For the Evanston Northwestern group, this strategy got striking results. The number of infections of aggregate hospital-associated MRSA disease at all body sites per 10,000 patient-days dropped substantially during the universal screening period, but not during the ICU-only surveillance period, compared with baseline. Figures for universal screening, ICU-only surveillance, and baseline were 3.9, 7.4, and 8.9, respectively.
Yet the researchers conclude that it’s too early to say that all hospitals should test newly admitted patient for MRSA. Rather, they urge hospitals to consider such a policy.
Teasing Out Success Factors
An editorial that accompanies the Northwestern Healthcare study urges consideration of other infection control strategies that may have helped to reduce the MRSA rate. “The straightforward interpretation of the study results—screening for MRSA reduces MRSA infections—is not necessarily correct because the hospital implemented several co-interventions when the expanded surveillance on all admitted patients,” wrote Ebbing Lautenbach, MD, MPH of University of Pennsylvania School of Medicine. Because the study did not identify the most important intervention, widespread adoption of universal screening for MRSA via expensive PCR methods would be premature, he emphasized. Like Diekema and Climo, he cautioned against a “one-size-fits-all approach.”
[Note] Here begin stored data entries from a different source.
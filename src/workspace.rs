// src/workspace.rs

//! Workspace context.
//!
//! Everything the engine touches on disk hangs off one root directory. The
//! root is an explicit value handed to every entry point, so several
//! workspaces can live in one process.

use std::path::{Path, PathBuf};

use crate::audit::JsonlAuditSink;
use crate::config::{self, EngineConfig};
use crate::errors::Result;
use crate::exec::ProcessMapStore;
use crate::policy::PolicyEngine;
use crate::sequence::SequenceStore;

/// Environment variable naming the workspace root.
pub const HOME_ENV: &str = "SEQDAG_HOME";

/// State directory under the root.
pub const STATE_DIR: &str = ".seqdag";

#[derive(Debug, Clone, PartialEq, Eq)]
pub struct Workspace {
    root: PathBuf,
}

impl Workspace {
    pub fn new(root: impl Into<PathBuf>) -> Self {
        Self { root: root.into() }
    }

    /// `--root` if given, else `$SEQDAG_HOME`, else the current directory.
    pub fn discover(explicit: Option<PathBuf>) -> Result<Self> {
        if let Some(root) = explicit {
            return Ok(Self::new(root));
        }
        if let Some(home) = std::env::var_os(HOME_ENV).filter(|v| !v.is_empty()) {
            return Ok(Self::new(home));
        }
        Ok(Self::new(std::env::current_dir()?))
    }

    pub fn root(&self) -> &Path {
        &self.root
    }

    pub fn state_dir(&self) -> PathBuf {
        self.root.join(STATE_DIR)
    }

    pub fn sequence_path(&self) -> PathBuf {
        self.state_dir().join("sequence.toml")
    }

    pub fn policy_path(&self) -> PathBuf {
        self.state_dir().join("policy.toml")
    }

    pub fn process_map_path(&self) -> PathBuf {
        self.state_dir().join("processes.toml")
    }

    pub fn config_path(&self) -> PathBuf {
        self.state_dir().join("config.toml")
    }

    pub fn audit_path(&self) -> PathBuf {
        self.state_dir().join("audit.jsonl")
    }

    pub fn runs_dir(&self) -> PathBuf {
        self.state_dir().join("runs")
    }

    pub fn sequence_store(&self) -> SequenceStore {
        SequenceStore::new(self.sequence_path())
    }

    pub fn process_map(&self) -> ProcessMapStore {
        ProcessMapStore::new(self.process_map_path())
    }

    pub fn audit_sink(&self) -> JsonlAuditSink {
        JsonlAuditSink::new(self.audit_path())
    }

    /// Policy as currently on disk, relative to the workspace root.
    pub fn load_policy(&self) -> Result<PolicyEngine> {
        PolicyEngine::load(self.policy_path(), self.root.clone())
    }

    pub fn load_config(&self) -> Result<EngineConfig> {
        config::load_and_validate(self.config_path())
    }
}
pub mod error;
pub mod model;
pub mod integrate;
pub mod solver;
pub mod sweep;
pub mod config;

pub mod canvas;
pub mod array;
pub mod pen;
pub mod plot;
pub mod colormap;
pub mod render;

pub use canvas::Canvas;
pub use error::{DuffingError, Result};
pub use model::DuffingParams;
pub use solver::{solve, solve_duffing, SolveParams, Solution};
Kimberle C. Chapin, MD, Associate Professor of Pathology at Brown Medical School and Director of Microbiology for the Lifespan AMC Healthcare System in Providence, R.I. agreed, but she emphasized practical considerations including budgets and labs’ capacity to increase MRSA test volume. “I do 20,000 MRSA screens per year for high-risk patients. If my hospital had universal screening, that figure would jump to 86,000. So anyone contemplating universal screening should ask: Where will all those tests be done? What staff should do it? Who will pay for it?” Because MRSA screening is a bundled charge, it does not bring significant compensation, she added.
The divergent findings—as well as legislation in several states that mandates MRSA screening of all high-risk admissions and a new Medicare policy that withholds pay for care related to these infections—will likely prompt lab directors and other hospital administrators to consider how their current MRSA screening policies, infection control procedures, and supporting mechanisms work before making changes to deal with the ongoing spread of MRSA. Until more studies are published, it seems that neither molecular tests nor universal screening are the answer for all institutions, experts agree, adding that changes in testing strategies must also be accompanied by more vigilant infection control practices.